On the outside

ASK THE EXPERT: My six-year-old daughter has very few friends. What can I do to help her fit in?

ASK THE EXPERT:My six-year-old daughter has very few friends. What can I do to help her fit in?

Q I think my daughter could do with some guidance on how to make friends. It isn’t that she isn’t social, she is. She loves to play with other children and she is very articulate for her age (she’s six). In fact, she can really hold a proper adult-type conversation which my friends think is amazing.

But, despite this, she never seems to be able to keep friends. She never gets asked over to other girls’ houses but I know she’d love to be invited.

Her teacher had mentioned to me earlier in the year that she can be a bit domineering with the other girls and that some girls in her class did not welcome this.

READ MORE

Honestly, I just assumed she was being assertive which I think is a good thing and I never really thought too much about it. But I have really noticed this summer that she is on the fringes of the groups of children playing on our road.

Is there anything I can do to help her be more included?

AIt is painful for parents to be on the sideline and to watch our children as they seem not to fit in, or to struggle in some way socially. We can really empathise with their experience of feeling left out, or their feeling that something may be wrong with them when they thing that nobody wants to be their friend.
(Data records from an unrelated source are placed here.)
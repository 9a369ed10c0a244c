//! Generate a random `key:value` file to feed to `kvsort`.

use clap::{value_parser, Arg, ArgMatches, Command};
use env_logger::Env;
use log::info;
use rand::rngs::StdRng;
use rand::SeedableRng;
use std::fs::File;
use std::io::BufWriter;
use std::path::PathBuf;
use std::process;
use std::time::Instant;

use kv_sort::{
    config::DEFAULT_BUFFER_SIZE,
    error::{SortContext, SortError, SortResult},
    generate::write_dataset,
    logging::{format_count, format_duration},
    EXIT_SUCCESS,
};

fn main() {
    env_logger::Builder::from_env(Env::default().default_filter_or("info")).init();

    let matches = build_cli().get_matches();
    match run(&matches) {
        Ok(exit_code) => process::exit(exit_code),
        Err(e) => {
            eprintln!("kvgen: {}", e);
            process::exit(e.exit_code());
        }
    }
}

fn build_cli() -> Command {
    Command::new("kvgen")
        .version(env!("CARGO_PKG_VERSION"))
        .about("Write LINES random <key>:<value> records")
        .arg(Arg::new("lines")
            .help("Number of records to generate")
            .required(true)
            .value_name("LINES")
            .value_parser(value_parser!(u64)))
        .arg(Arg::new("output")
            .short('o')
            .long("output")
            .help("File to write")
            .value_name("FILE")
            .default_value("gen_data.txt"))
        .arg(Arg::new("seed")
            .long("seed")
            .help("Seed for reproducible data")
            .value_name("N")
            .value_parser(value_parser!(u64)))
}

fn run(matches: &ArgMatches) -> SortResult<i32> {
    let lines = matches.get_one::<u64>("lines").copied().unwrap_or_default();
    if lines == 0 {
        return Err(SortError::invalid_argument("LINES must be a positive number"));
    }

    let output = matches
        .get_one::<String>("output")
        .map(PathBuf::from)
        .unwrap_or_else(|| PathBuf::from("gen_data.txt"));

    let mut rng = match matches.get_one::<u64>("seed") {
        Some(&seed) => StdRng::seed_from_u64(seed),
        None => StdRng::from_entropy(),
    };

    let started = Instant::now();
    let file = File::create(&output).output_context(&output)?;
    let mut writer = BufWriter::with_capacity(DEFAULT_BUFFER_SIZE, file);
    write_dataset(&mut writer, &mut rng, lines).write_context(&output)?;

    info!(
        "Wrote {} records to {} in {}",
        format_count(lines),
        output.display(),
        format_duration(started.elapsed())
    );
    Ok(EXIT_SUCCESS)
}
Sometimes too their experience mirrors our own experience from childhood and so the hurt we feel when we watch them struggling can feel very real and personally meaningful. If we too struggled as a child to fit in then we are at a loss, ourselves, to know what to do to help them to overcome this social exclusion.

The first thing for you to remember is that you can’t live your daughter’s life for her. All you can do is support her if she feels left out and give her strategies and confidence to try again to make connections with others.

You don’t mention it but I wonder if your daughter is an only child. Only children are often very articulate and very comfortable in adult company. This is often most obvious when they are young and their easiness with adults seems all the more remarkable.

However, this makes sense if you think that they probably spend lots of time with adults and their early social learning is often very adult oriented. What they can sometimes seem to lack is the skill to interact with their peers instead.

So, even though they want to be with other children, they just don’t seem to know quite how to achieve this without putting the others off. It is almost as if their desire to make friends means that they try too hard, but equally they try in the wrong way.

Your daughter’s age is also significant. Because she is probably old enough at six, you might think about trying to explore with her how she feels about her friendships or lack of them. How aware is she of how she comes across to people?

Her teacher used the word “domineering” to describe her. If this is indeed an accurate description, then you can take it that others (including other children) may well perceive her to be bossy and self-important.

Such behaviour rarely endears children to their peers. Again the more she is aware of how she is perceived, the more able she might be to change that. Your task then is to try to help her to express herself in a less pushy way. Talk to her about how she tries to join a game. Does she, for example, just ask to play or does she suggest new rules or variations on the game already being played?

While you don’t want her to become a wallflower, you do want her to tone down her assertiveness (or attempts at dominance).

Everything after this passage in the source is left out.